Let’s check in the high-profile case of V. Zasulich. If she had not been tried by a jury, she would have been convicted of attempted premeditated murder. From the moment when General Trepov gave the order to flog the prisoner Bogolyubov, convicted of a serious crime, until the moment of the assassination attempt, more than 6 months passed, that is, a state of passion was excluded. Trepov, by the way, received permission from his superiors. But read the lawyer’s speech on the case. There is almost no word on the substance of the criminal offense (in passing). But this is definitely a manual on oratory, or rather, on verbiage. In Soviet and modern courts, he would be asked to speak on the legal merits of the case, and if not, he would be deprived of the word and could be expelled from the courtroom. Here is a quote from his speech: “No matter how gloomy one looks at this act, one cannot help but see an honest and noble impulse in its very motives… Yes, she can leave here condemned… and all that remains is to wish that the reasons that produce such crimes are not repeated… ” That is, the lawyer himself recognizes Zasulich as a criminal, but not the jury – she is acquitted. Kony himself called this verdict the end of justice. The famous Russian philosopher V.S. Solovyov appreciated this with a short verse: “A well-intentioned, but vile joke – what kind of geldings are grazing the people now.”

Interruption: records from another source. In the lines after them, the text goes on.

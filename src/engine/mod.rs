//! Match comparison engine.
//!
//! Pure functions over an already-loaded [`MatchRecord`]:
//! - **position**: effective role from redundant position fields
//! - **team**: team membership from slot order
//! - **opponent**: lane opponent selection
//! - **highlights**: notable events from end-of-game counters
//!
//! [`compare_match`] wires them together with the rate and normalization
//! functions in [`crate::calculate`].

pub mod highlights;
pub mod opponent;
pub mod position;
pub mod team;

use std::collections::BTreeMap;

use thiserror::Error;

use crate::calculate::{duration_minutes, normalize, to_rates};
use crate::models::{
    BenchmarkTable, ComparisonResult, MatchAnalysis, MatchRecord, ParticipantRecord, RadarProfile,
    RankTier, Role,
};

pub use highlights::extract_highlights;
pub use opponent::select_opponent;
pub use position::{resolve_position, resolve_role};
pub use team::team_of;

/// Structural failures. Everything else degrades to a fallback value.
#[derive(Debug, Error)]
pub enum EngineError {
    #[error("Participant {puuid} not found in match")]
    ParticipantNotFound { puuid: String },

    #[error("No opposing participant found for {puuid}")]
    NoOpponentFound { puuid: String },
}

fn profile_for(
    participant: &ParticipantRecord,
    minutes: f64,
    tier: RankTier,
    table: &BenchmarkTable,
) -> RadarProfile {
    let role: Role = resolve_role(participant);
    let rates = to_rates(participant, minutes);
    let scores = normalize(&rates, role, tier, table);
    RadarProfile::new(participant, role, rates, scores)
}

/// Build the radar comparison for `puuid` against their lane opponent.
///
/// Each side is normalized against the benchmark for its own resolved role.
pub fn compare_match(
    record: &MatchRecord,
    puuid: &str,
    tier: RankTier,
    table: &BenchmarkTable,
) -> Result<ComparisonResult, EngineError> {
    tracing::info!(match_id = %record.match_id(), puuid, %tier, "Building radar comparison");

    let context = record.context();
    let subject = context
        .find(puuid)
        .ok_or_else(|| EngineError::ParticipantNotFound {
            puuid: puuid.to_string(),
        })?;
    let opponent = select_opponent(&context, puuid)?;

    let minutes = duration_minutes(context.duration_seconds());
    if minutes <= 0.0 {
        tracing::warn!(match_id = %record.match_id(), "Non-positive game duration, rates zeroed");
    }

    let result = ComparisonResult {
        match_id: record.match_id().clone(),
        player_stats: profile_for(subject, minutes, tier, table),
        opponent_stats: profile_for(opponent, minutes, tier, table),
    };

    tracing::info!(
        match_id = %result.match_id,
        opponent = %result.opponent_stats.puuid,
        "Radar comparison ready"
    );
    Ok(result)
}

/// Summarize one player's game with highlights and headline stats.
pub fn analyze_match(record: &MatchRecord, puuid: &str) -> Result<MatchAnalysis, EngineError> {
    tracing::info!(match_id = %record.match_id(), puuid, "Analyzing match");

    let player = record
        .participant(puuid)
        .ok_or_else(|| EngineError::ParticipantNotFound {
            puuid: puuid.to_string(),
        })?;

    let mut stats = BTreeMap::new();
    stats.insert("goldEarned".to_string(), u64::from(player.gold_earned));
    stats.insert("visionScore".to_string(), u64::from(player.vision_score));
    stats.insert("totalMinionsKilled".to_string(), player.total_cs());

    Ok(MatchAnalysis {
        match_id: record.match_id().clone(),
        player_puuid: player.puuid.clone(),
        player_name: player.display_name(),
        champion: player.champion_name.clone(),
        role: player
            .lane
            .clone()
            .unwrap_or_else(|| "UNKNOWN".to_string()),
        victory: player.win,
        kills: player.kills,
        deaths: player.deaths,
        assists: player.assists,
        game_duration: record.info.game_duration,
        highlights: extract_highlights(player),
        stats,
    })
}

Nowadays, the topic of juries is being raised by the wonderful Russian actor and talented director N.S. Mikhalkov. First the film “The Twelve”, now the play. Actually, this is in form a remake of the Hollywood “12 Angry Men”. Somehow the Zasulich case and its assessment by a number of contemporaries did not alarm Mikhalkov. He chose the actors to play the jury perfectly. The social cross-section of opinions about the attitude towards the behavior of “Caucasians” in Moscow was also successful – noisy weddings, Lezginka, etc. The rest talk about anything, but least of all about business. They became fixated on the dagger (one or two), but did not remember whose fingerprints were on it, nor on the money found in the accused’s pocket. One of the jurors reasonably states “the case has not been fully investigated,” but the jury does not have the right to direct him to a new investigation. When we admire the footage of a Lezginka boy in his native village with the delight of the militants and in the cell, we completely ignore the fact that blood feud was and remains a recognized custom among a number of mountain peoples, despite the criminal punishment for it.

Returning to the film and the play, let’s say: if the boy is innocent (and he was acquitted), then why is the murderer not punished? We at the Ministry of Internal Affairs always found the culprits. Currently, jury trials are provided for under 19 articles of the Criminal Code of the Russian Federation. By the way, there are not 12 jurors, but 8 or 6 (depending on the level of the court), but the lofty goals of the 1864 reform to establish a “swift, just, merciful” court are still far from being realized. Apparently, B.N. Almazov, famous in the past, is right: “Russians are broad in nature, our ideal of truth does not fit into the forms of narrow legal principles.” This is how it will be in Russia if we live according to the liberal patterns of the reforms invented.